This is where things got a little interesting and messy. You can see in the above screenshot that there are four activities in the True container which would be executed if the ApprovalStatus equated to Reject. Three of those activities were responsible for setting a variable, sending a final notification that the initial email was rejected and writing the status out to a SQL logging table, which I will cover in the next section. I would refer to the fourth activity as a hack or a workaround to overcome one of several limitations of the current version of ADF, and that is the inability to terminate execution of a pipeline based on an evaluation. It should be a simple matter of terminating a pipeline run if the email is rejected. In Logic Apps, by comparison, there is a Terminate control.

word image 105 Azure Data Factory pipelines: Filling in the gaps

This concept does not, to my knowledge, exist in ADF. There are a couple of Azure feedback items that address this.

https://feedback.azure.com/forums/270578-data-factory/suggestions/38143873-a-new-activity-for-cancelling-the-pipeline-executi

https://feedback.azure.com/forums/270578-data-factory/suggestions/34301983-throw-error-activity

I suppose it is possible to self-cancel the pipeline run based on a value, but I did not explore that option. I will provide a link here if you would like to explore dynamically creating a URL string and POST the cancelling of your pipeline instead of the solution I chose.

https://docs.microsoft.com/en-us/rest/api/datafactory/pipelineruns/cancel

The path I chose was actually mentioned in one of the feedback links, which is to intentionally generate an error in the pipeline to force it to stop.
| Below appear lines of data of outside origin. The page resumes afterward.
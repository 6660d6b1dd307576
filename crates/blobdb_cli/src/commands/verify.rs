//! Verify command implementation.

use super::{format_range, RangeInfo};
use blobdb_core::{BlobLogIterator, ExpirationRange, SequenceRange};
use blobdb_storage::{FileBackend, StorageBackend};
use serde::Serialize;
use std::path::Path;

/// Verification result.
#[derive(Debug, Serialize)]
pub struct VerifyResult {
    /// Number of valid records.
    pub valid_records: u64,
    /// Number of corrupt records.
    pub corrupt_records: u64,
    /// Whether a valid footer was found.
    pub finalized: bool,
    /// Sequence range of the valid records.
    pub sequence_range: Option<RangeInfo>,
    /// Expiration range of the valid records.
    pub expiration_range: Option<RangeInfo>,
    /// List of errors found.
    pub errors: Vec<String>,
}

impl VerifyResult {
    fn new() -> Self {
        Self {
            valid_records: 0,
            corrupt_records: 0,
            finalized: false,
            sequence_range: None,
            expiration_range: None,
            errors: Vec::new(),
        }
    }

    /// Returns whether no problems were found.
    pub fn is_ok(&self) -> bool {
        self.corrupt_records == 0 && self.errors.is_empty()
    }
}

/// Runs the verify command.
pub fn run(path: &Path, format: &str) -> Result<(), Box<dyn std::error::Error>> {
    let result = verify(path)?;

    match format {
        "json" => {
            println!("{}", serde_json::to_string_pretty(&result)?);
        }
        _ => {
            println!("Verifying blob file {}", path.display());
            println!();
            print_result(&result);
            println!();
            if result.is_ok() {
                println!("✓ Blob file verification passed");
            } else {
                println!("✗ Blob file verification failed");
            }
        }
    }

    if result.is_ok() {
        Ok(())
    } else {
        Err("Verification failed".into())
    }
}

/// Scans every record of the blob file at `path` and checks them against
/// the header and, when present, the footer.
///
/// A bad header is returned as an error; everything else is reported in
/// the result.
pub fn verify(path: &Path) -> Result<VerifyResult, Box<dyn std::error::Error>> {
    let backend = FileBackend::open_read_only(path)?;
    let file_size = backend.size()?;
    let mut iter = BlobLogIterator::open(Box::new(backend))?;
    let header = *iter.header();
    let footer = iter.footer().copied();

    let mut result = VerifyResult::new();
    let mut sequences = SequenceRange::empty();
    let mut expirations = ExpirationRange::empty();

    for item in iter.by_ref() {
        match item {
            Ok((offset, record)) => {
                if record.expiration.is_some() != header.has_ttl {
                    result.errors.push(format!(
                        "Record at offset {offset}: expiration presence disagrees with header (has_ttl={})",
                        header.has_ttl
                    ));
                    result.corrupt_records += 1;
                    continue;
                }
                result.valid_records += 1;
                sequences.extend(record.sequence);
                if let Some(expiration) = record.expiration {
                    expirations.extend(expiration);
                }
            }
            Err(e) => {
                result.errors.push(e.to_string());
                result.corrupt_records += 1;
            }
        }
    }

    result.sequence_range = RangeInfo::from_pair(
        sequences
            .as_pair()
            .map(|(min, max)| (min.as_u64(), max.as_u64())),
    );
    result.expiration_range = RangeInfo::from_pair(expirations.as_pair());

    match footer {
        Some(footer) => {
            result.finalized = true;
            if footer.has_ttl != header.has_ttl || footer.compression != header.compression {
                result
                    .errors
                    .push("Footer settings disagree with header".to_string());
            }
            if footer.blob_count != result.valid_records {
                result.errors.push(format!(
                    "Footer blob count {} but {} records found",
                    footer.blob_count, result.valid_records
                ));
            }
            if footer.sequence_range != sequences {
                result.errors.push(format!(
                    "Footer sequence range {} but records span {}",
                    footer.sequence_range, sequences
                ));
            }
            if footer.expiration_range != expirations {
                result.errors.push(format!(
                    "Footer expiration range {} but records span {}",
                    footer.expiration_range, expirations
                ));
            }
        }
        None => {
            let tail = file_size.saturating_sub(iter.valid_end());
            if tail > 0 && result.corrupt_records == 0 {
                result.errors.push(format!(
                    "Torn tail: {tail} bytes past offset {}",
                    iter.valid_end()
                ));
            }
        }
    }

    Ok(result)
}

fn print_result(result: &VerifyResult) {
    println!(
        "  Records valid: {}, corrupt: {}",
        result.valid_records, result.corrupt_records
    );
    println!(
        "  Footer: {}",
        if result.finalized { "present" } else { "missing" }
    );
    println!("  Sequence range:   {}", format_range(result.sequence_range));
    println!("  Expiration range: {}", format_range(result.expiration_range));
    for error in &result.errors {
        println!("    ERROR: {error}");
    }
}

#[cfg(test)]
mod tests {
    use super::*;
    use blobdb_core::{BlobFile, BlobFileOptions, BlobRecord, FileNumber, SequenceNumber};
    use blobdb_storage::OsEnv;
    use std::io::{Seek, SeekFrom, Write};
    use std::sync::Arc;
    use tempfile::tempdir;

    fn write_file(dir: &Path, finalize: bool) -> (std::path::PathBuf, Vec<u64>) {
        let control = BlobFile::create(
            FileNumber::new(1),
            dir,
            Arc::new(OsEnv::new()),
            BlobFileOptions::default(),
        )
        .unwrap();
        let offsets = (1..=5u64)
            .map(|i| {
                control
                    .append(&BlobRecord::new(vec![i as u8], vec![7u8; 40], SequenceNumber::new(i)))
                    .unwrap()
            })
            .collect();
        if finalize {
            control.finalize().unwrap();
        } else {
            control.fsync().unwrap();
        }
        (control.path().to_path_buf(), offsets)
    }

    #[test]
    fn clean_file_passes() {
        let dir = tempdir().unwrap();
        let (path, _) = write_file(dir.path(), true);

        let result = verify(&path).unwrap();
        assert!(result.is_ok(), "{:?}", result.errors);
        assert!(result.finalized);
        assert_eq!(result.valid_records, 5);
        assert_eq!(result.sequence_range, Some(RangeInfo { min: 1, max: 5 }));
    }

    #[test]
    fn flipped_value_byte_is_reported() {
        let dir = tempdir().unwrap();
        let (path, offsets) = write_file(dir.path(), true);

        let mut file = std::fs::OpenOptions::new().write(true).open(&path).unwrap();
        file.seek(SeekFrom::Start(offsets[2] + 35)).unwrap();
        file.write_all(&[0xAA]).unwrap();
        drop(file);

        let result = verify(&path).unwrap();
        assert!(!result.is_ok());
        assert_eq!(result.corrupt_records, 1);
        assert_eq!(result.valid_records, 2);
    }

    #[test]
    fn torn_unsealed_file_is_reported() {
        let dir = tempdir().unwrap();
        let (path, _) = write_file(dir.path(), false);

        let len = std::fs::metadata(&path).unwrap().len();
        let file = std::fs::OpenOptions::new().write(true).open(&path).unwrap();
        file.set_len(len - 3).unwrap();
        drop(file);

        let result = verify(&path).unwrap();
        assert!(!result.finalized);
        assert_eq!(result.valid_records, 4);
        assert_eq!(result.errors.len(), 1);
        assert!(result.errors[0].starts_with("Torn tail"));
    }
}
Prior to the termination, it is possible to write out a log entry noting the intentional stoppage. The below stored procedure, not my proudest achievement in SQL development history, serves the purpose of killing my pipeline upon rejection and can be called with an Execute Stored Procedure activity right after the log entry is written.

CREATE PROCEDURE [dbo].[spThrowError]

AS

BEGIN

    

RAISEERROR(‘Forcing Pipeline To Stop’, 15, 1)    

END

GO

word image 106 Azure Data Factory pipelines: Filling in the gaps

Logging it all, and you are kidding me

Up to this point, I have demonstrated only a few of the overall pipeline activities for the approval process. In the final solution there are many more control tasks that send reminders, move files from source to sink locations, and as mentioned, write out log entries to a SQL table at almost every step. I created another simple stored procedure that performed this logging and placed it amply throughout the pipeline so that analysts could use the information to streamline the process in the future. It would be helpful to know, for example, how often the emails were being rejected or the duration of time between when the emails were sent and when they were approved. In this case, time really was money.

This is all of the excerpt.